アクセンチュア、およびアクセンチュア インタラクティブ傘下のアイ・エム・ジェイは、1月21日にアクセンチュア インタラクティブ スタジオ東京(東京・港区)にて、CMO(最高マーケティング責任者)の役割変化に関するグローバル調査結果の記者説明会を開催した。
本調査は米国、カナダ、英国、ドイツ、オーストラリアにて、マーケティングの意思決定を行う上級役職者250名を対象に2018年7月から8月にかけて実施されたもの。
説明会に登壇した、アイ・エム・ジェイ執行役員の山本崇博氏は「調査の結果、新しいマーケティング・新しいCMOが求められていることが分かった」と説明。具体的には、調査対象企業の90%が「CMOには、様々な事業部門をつなぐ必要がある」と認識しており、宣伝・広告に依存したマーケティングに留まらず、全社の組織を横断した、顧客エクスペリエンスの実現にコミットすることが求められているという。
同社では、こうした新しいCMOの姿を「コラボレーション主導型マーケター」と命名。調査の結果、「自社の顧客体験が競合よりも勝っている」と答えたマーケターの割合が、「コラボレーション主導型マーケター」(95%)は「従来型マーケター」(68%)より、27ポイント高いことが分かったという。
さらに山本氏は「コラボレーション主導型マーケターCMO」の役割として、「①顧客の声を社内のCクラスに浸透させる」、「②企業内でコラボレーションを主導する」、「③顧客ニーズに合わせたテクノロジーを用意する」、「④イノベーション文化を創造する」の4点を挙げた。
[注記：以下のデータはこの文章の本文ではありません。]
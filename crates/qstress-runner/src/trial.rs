//! The trial loop shared by both protocols.
//!
//! One orchestration run moves through
//! `Idle -> Compiling(main) -> Compiling(secondary) -> Compiling(gen) -> trials -> Reporting`,
//! where each trial is `Generate -> RunCandidate -> Judge -> (Persist)`. A
//! compile failure skips the trials; a fault inside a trial aborts the run
//! and names the last phase that completed.

use anyhow::Result;
use serde::Serialize;
use std::fmt;
use std::path::{Path, PathBuf};

use crate::artifact::Artifact;
use crate::build::{BuildOrchestrator, BuildOutcome, Compiler};
use crate::cache::CacheStore;
use crate::error::{BuildError, TrialFault};
use crate::judge::{FailReason, Judge, StressMode, Verdict};
use crate::process::{Executor, ProcessOutcome, RunRequest};
use crate::replay::FailureStore;

#[derive(Debug, Clone, Copy, PartialEq, Eq)]
pub struct TrialLimits {
    pub tests: usize,
    pub find: usize,
}

#[derive(Debug, Clone)]
pub struct StressSources {
    pub main: PathBuf,
    /// Checker source in check mode, reference source in compare mode.
    pub secondary: PathBuf,
    pub gen: PathBuf,
}

impl StressSources {
    fn ordered(&self, secondary: Artifact) -> [(Artifact, &Path); 3] {
        [
            (Artifact::Main, self.main.as_path()),
            (secondary, self.secondary.as_path()),
            (Artifact::Gen, self.gen.as_path()),
        ]
    }
}

#[derive(Debug, Clone, Copy, PartialEq, Eq, Serialize)]
#[serde(rename_all = "snake_case")]
pub enum Phase {
    Idle,
    Compiling(Artifact),
    Generate,
    RunCandidate,
    Judge,
    Persist,
    Reporting,
}

impl fmt::Display for Phase {
    fn fmt(&self, f: &mut fmt::Formatter<'_>) -> fmt::Result {
        match self {
            Phase::Idle => f.write_str("idle"),
            Phase::Compiling(artifact) => write!(f, "compiling {}", artifact),
            Phase::Generate => f.write_str("generate"),
            Phase::RunCandidate => f.write_str("run candidate"),
            Phase::Judge => f.write_str("judge"),
            Phase::Persist => f.write_str("persist"),
            Phase::Reporting => f.write_str("reporting"),
        }
    }
}

#[derive(Debug, Clone, PartialEq, Eq, Serialize)]
pub struct FailureRecord {
    /// 1-based discovery order; matches the stored file name.
    pub index: usize,
    /// 1-based trial that produced it.
    pub trial: usize,
    pub reason: FailReason,
    pub path: PathBuf,
}

#[derive(Debug, Clone, PartialEq, Eq, Serialize)]
#[serde(tag = "status", rename_all = "snake_case")]
pub enum StressOutcome {
    Passed {
        tests: usize,
    },
    Found {
        found: usize,
        find: usize,
    },
    CompileFailed {
        artifact: Artifact,
        source: PathBuf,
        message: String,
    },
    Aborted {
        trial: usize,
        last_completed: Phase,
        message: String,
        found: usize,
    },
}

impl StressOutcome {
    pub fn summary(&self) -> String {
        match self {
            StressOutcome::Passed { tests } => format!("Passed {} test cases", tests),
            StressOutcome::Found { found, find } => {
                format!("Found {} / {} failing test cases", found, find)
            }
            StressOutcome::CompileFailed { source, .. } => {
                format!("Failed to compile {}", source.display())
            }
            StressOutcome::Aborted {
                trial,
                last_completed,
                message,
                ..
            } => format!(
                "Aborted on test {} after {}: {}",
                trial, last_completed, message
            ),
        }
    }

    pub fn is_passed(&self) -> bool {
        matches!(self, StressOutcome::Passed { .. })
    }
}

#[derive(Debug, Clone, Serialize)]
pub struct StressReport {
    pub mode: StressMode,
    pub tests: usize,
    pub find: usize,
    pub attempted: usize,
    pub found: usize,
    pub folder: PathBuf,
    pub failures: Vec<FailureRecord>,
    pub outcome: StressOutcome,
}

/// Progress hooks; every method defaults to doing nothing.
pub trait TrialObserver {
    fn on_build(&mut self, _artifact: Artifact, _source: &Path, _outcome: BuildOutcome) {}

    fn on_build_failed(&mut self, _artifact: Artifact, _source: &Path, _error: &BuildError) {}

    fn on_trial_start(&mut self, _trial: usize, _found: usize, _find: usize) {}

    fn on_failure(&mut self, _record: &FailureRecord) {}

    fn on_complete(&mut self, _report: &StressReport) {}
}

#[derive(Debug, Default, Clone, Copy)]
pub struct SilentObserver;

impl TrialObserver for SilentObserver {}

/// Clears the folder, builds the three artifacts, then runs the trial loop.
pub fn run_stress<S: CacheStore, C: Compiler>(
    builder: &mut BuildOrchestrator<S, C>,
    executor: &dyn Executor,
    judge: &dyn Judge,
    sources: &StressSources,
    limits: TrialLimits,
    store: &FailureStore,
    observer: &mut dyn TrialObserver,
) -> Result<StressReport> {
    store.clear()?;

    for (artifact, source) in sources.ordered(judge.secondary()) {
        match builder.ensure_built(artifact, source) {
            Ok(outcome) => observer.on_build(artifact, source, outcome),
            Err(err) => {
                observer.on_build_failed(artifact, source, &err);
                let report = StressReport {
                    mode: judge.mode(),
                    tests: limits.tests,
                    find: limits.find,
                    attempted: 0,
                    found: 0,
                    folder: store.dir().to_path_buf(),
                    failures: Vec::new(),
                    outcome: StressOutcome::CompileFailed {
                        artifact,
                        source: source.to_path_buf(),
                        message: err.to_string(),
                    },
                };
                observer.on_complete(&report);
                return Ok(report);
            }
        }
    }

    let report = run_trials(executor, judge, limits, store, observer);
    observer.on_complete(&report);
    Ok(report)
}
後半ではグローバルでの調査結果を踏まえ、アクセンチュア デジタル コンサルティング本部 アクセンチュア インタラクティブ マネジング・ディレクターの望月良太氏が登壇をし、「日本でもCMOが全社マーケティングをリードすべき」と説明した。
望月氏は、昨今の日本企業におけるCMOが抱える課題として、以下のような点を提示。
・プロダクトアウト志向がいまだに強く、社内におけるマーケティング部門の地位が低い。
・ジョブローテーションにより、特にいま求められているデジタル、デジタルマーケティングなどの専門スキルが育ちにくい。
・事業部単位の縦割りによる個別最適化がなされており、一貫した顧客体験の提供ができていない。
・データ整備、システム対応の遅れ。
望月氏は、こうした課題解決のためには、「日本企業のマーケティングにおいても全社最適化の視点が必要であり、その推進のために日本においてこそCMO職種の設置が必要だ」と話した。
さらにCMOが、他の事業部執行役員と対等に渡り合えるポジションをつくることが必要で、その実現のためには「売上などの経営のKPIに対して責任を持つ。説明責任ではなく結果に責任を持つ」、「経営のKGIとマーケティングのKPIを結び付けて、マーケティングの成果を可視化する」、「共通のミッションを掲げ、Cクラス同士内の共同作業を推進する」といった取り組みが必要だと述べた。